TASK — Your response should contain each line of the data that includes "example".

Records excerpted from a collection
[Start of section]
//! Behavioural tests for the selection, commit, cancel, and reconciliation
//! lifecycle of the region index.

use std::path::PathBuf;
use std::sync::{Arc, Mutex};

use camino::Utf8PathBuf;
use rstest::{fixture, rstest};
use tempfile::TempDir;
use tilegrid_core::{JobId, JobStatus, RegionAction, RegionKey};
use tilegrid_data::test_support::{
    coordinate, read_region_row, FakeJobManager, ListenerEvent, RecordingListener,
    RecordingRemoval,
};
use tilegrid_data::{IndexSettings, MapStore, RegionIndex, MAIN_DATABASE_FILENAME};

struct World {
    _temp: TempDir,
    directory: Utf8PathBuf,
    jobs: Arc<FakeJobManager>,
    removal: Arc<RecordingRemoval>,
    index: RegionIndex,
}

impl World {
    fn main_database(&self) -> PathBuf {
        self.directory
            .join("store")
            .join(MAIN_DATABASE_FILENAME)
            .into_std_path_buf()
    }
}

fn build_world(prepare: impl FnOnce(&MapStore), jobs: Arc<FakeJobManager>) -> World {
    let temp = TempDir::new().expect("create temp dir");
    let directory =
        Utf8PathBuf::from_path_buf(temp.path().to_path_buf()).expect("utf-8 temp path");
    {
        let store = MapStore::open(&directory.join("store")).expect("open store for seeding");
        prepare(&store);
    }
    let store = MapStore::open(&directory.join("store")).expect("open store");
    let removal = Arc::new(RecordingRemoval::new());
    let index = RegionIndex::new(
        store,
        jobs.clone(),
        removal.clone(),
        IndexSettings::new("https://tiles.example.org", directory.join("downloads")),
    );
    World {
        _temp: temp,
        directory,
        jobs,
        removal,
        index,
    }
}

#[fixture]
fn world() -> World {
    build_world(|_| {}, Arc::new(FakeJobManager::new()))
}

#[rstest]
fn selecting_download_twice_returns_to_none(mut world: World) {
    let region = coordinate(3, 5);
    world.index.set_native_map_status(region, 7, 2048);
    world.index.set_has_download_sizes(true, false);
    let baseline = world.index.stats();

    world.index.select_native_map(region, RegionAction::Download);
    let selected = world.index.stats();
    assert_eq!(selected.download, baseline.download + 1);
    assert_eq!(selected.download_size, baseline.download_size + 2048);

    world.index.select_native_map(region, RegionAction::Download);
    assert_eq!(world.index.native_map(region).action, RegionAction::None);
    assert_eq!(world.index.stats(), baseline);
}

#[rstest]
fn selecting_a_different_action_replaces_the_prior_one(mut world: World) {
    let region = coordinate(3, 5);
    world.index.select_native_map(region, RegionAction::Download);
    world.index.select_native_map(region, RegionAction::Remove);

    assert_eq!(world.index.native_map(region).action, RegionAction::Remove);
    let stats = world.index.stats();
    assert_eq!((stats.download, stats.remove), (0, 1));
}

#[rstest]
fn selection_notifies_listeners_with_a_stats_snapshot(mut world: World) {
    let events = Arc::new(Mutex::new(Vec::new()));
    world
        .index
        .subscribe(Box::new(RecordingListener::new(events.clone())));
    let region = coordinate(3, 5);

    world.index.select_native_map(region, RegionAction::Download);

    let events = events.lock().expect("listener log");
    assert_eq!(events.len(), 1);
    match &events[0] {
        ListenerEvent::RegionSelected {
            coordinate: selected,
            action,
            stats,
        } => {
            assert_eq!(*selected, region);
            assert_eq!(*action, RegionAction::Download);
            assert_eq!(stats.download, 1);
        }
        other => panic!("expected a selection event, got {other:?}"),
    }
}

#[rstest]
fn unsubscribed_listeners_stop_receiving_events(mut world: World) {
    let events = Arc::new(Mutex::new(Vec::new()));
    let token = world
        .index
        .subscribe(Box::new(RecordingListener::new(events.clone())));

    world.index.unsubscribe(token);
    world
        .index
        .select_native_map(coordinate(3, 5), RegionAction::Download);

    assert!(events.lock().expect("listener log").is_empty());
}

#[rstest]
fn clear_selections_resets_every_action_without_notifying(mut world: World) {
    world
        .index
        .select_native_map(coordinate(3, 5), RegionAction::Download);
    world
        .index
        .select_native_map(coordinate(4, 5), RegionAction::Remove);
    let events = Arc::new(Mutex::new(Vec::new()));
    world
        .index
        .subscribe(Box::new(RecordingListener::new(events.clone())));

    world.index.clear_selections();

    assert_eq!(world.index.native_map(coordinate(3, 5)).action, RegionAction::None);
    assert_eq!(world.index.native_map(coordinate(4, 5)).action, RegionAction::None);
    let stats = world.index.stats();
    assert_eq!((stats.download, stats.remove, stats.download_size), (0, 0, 0));
    assert!(events.lock().expect("listener log").is_empty());
}

#[rstest]
fn manage_submits_download_jobs_and_clears_the_action(mut world: World) {
    let region = coordinate(3, 5);
    world.index.select_native_map(region, RegionAction::Download);

    world.index.manage_native_maps(false);

    let submitted = world.jobs.submitted();
    assert_eq!(submitted.len(), 1);
    assert_eq!(
        submitted[0].url,
        "https://tiles.example.org/maps/3/3-5.tiles"
    );
    assert_eq!(
        submitted[0].destination,
        world.directory.join("downloads/3-5.tiles").into_std_path_buf()
    );
    assert_eq!(submitted[0].title, "Map 3-5");

    let status = world.index.native_map(region);
    assert_eq!(status.action, RegionAction::None);
    assert_eq!(status.downloading, Some(JobId::new(1)));
    let stats = world.index.stats();
    assert_eq!((stats.download, stats.downloading), (0, 1));

    let row = read_region_row(&world.main_database(), 3, 5).expect("persisted row");
    assert_eq!(row.downloading, 1);
}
[End of section]
OUTPUT OF THE EXERCISE —
        IndexSettings::new("https://tiles.example.org", directory.join("downloads")),
        "https://tiles.example.org/maps/3/3-5.tiles"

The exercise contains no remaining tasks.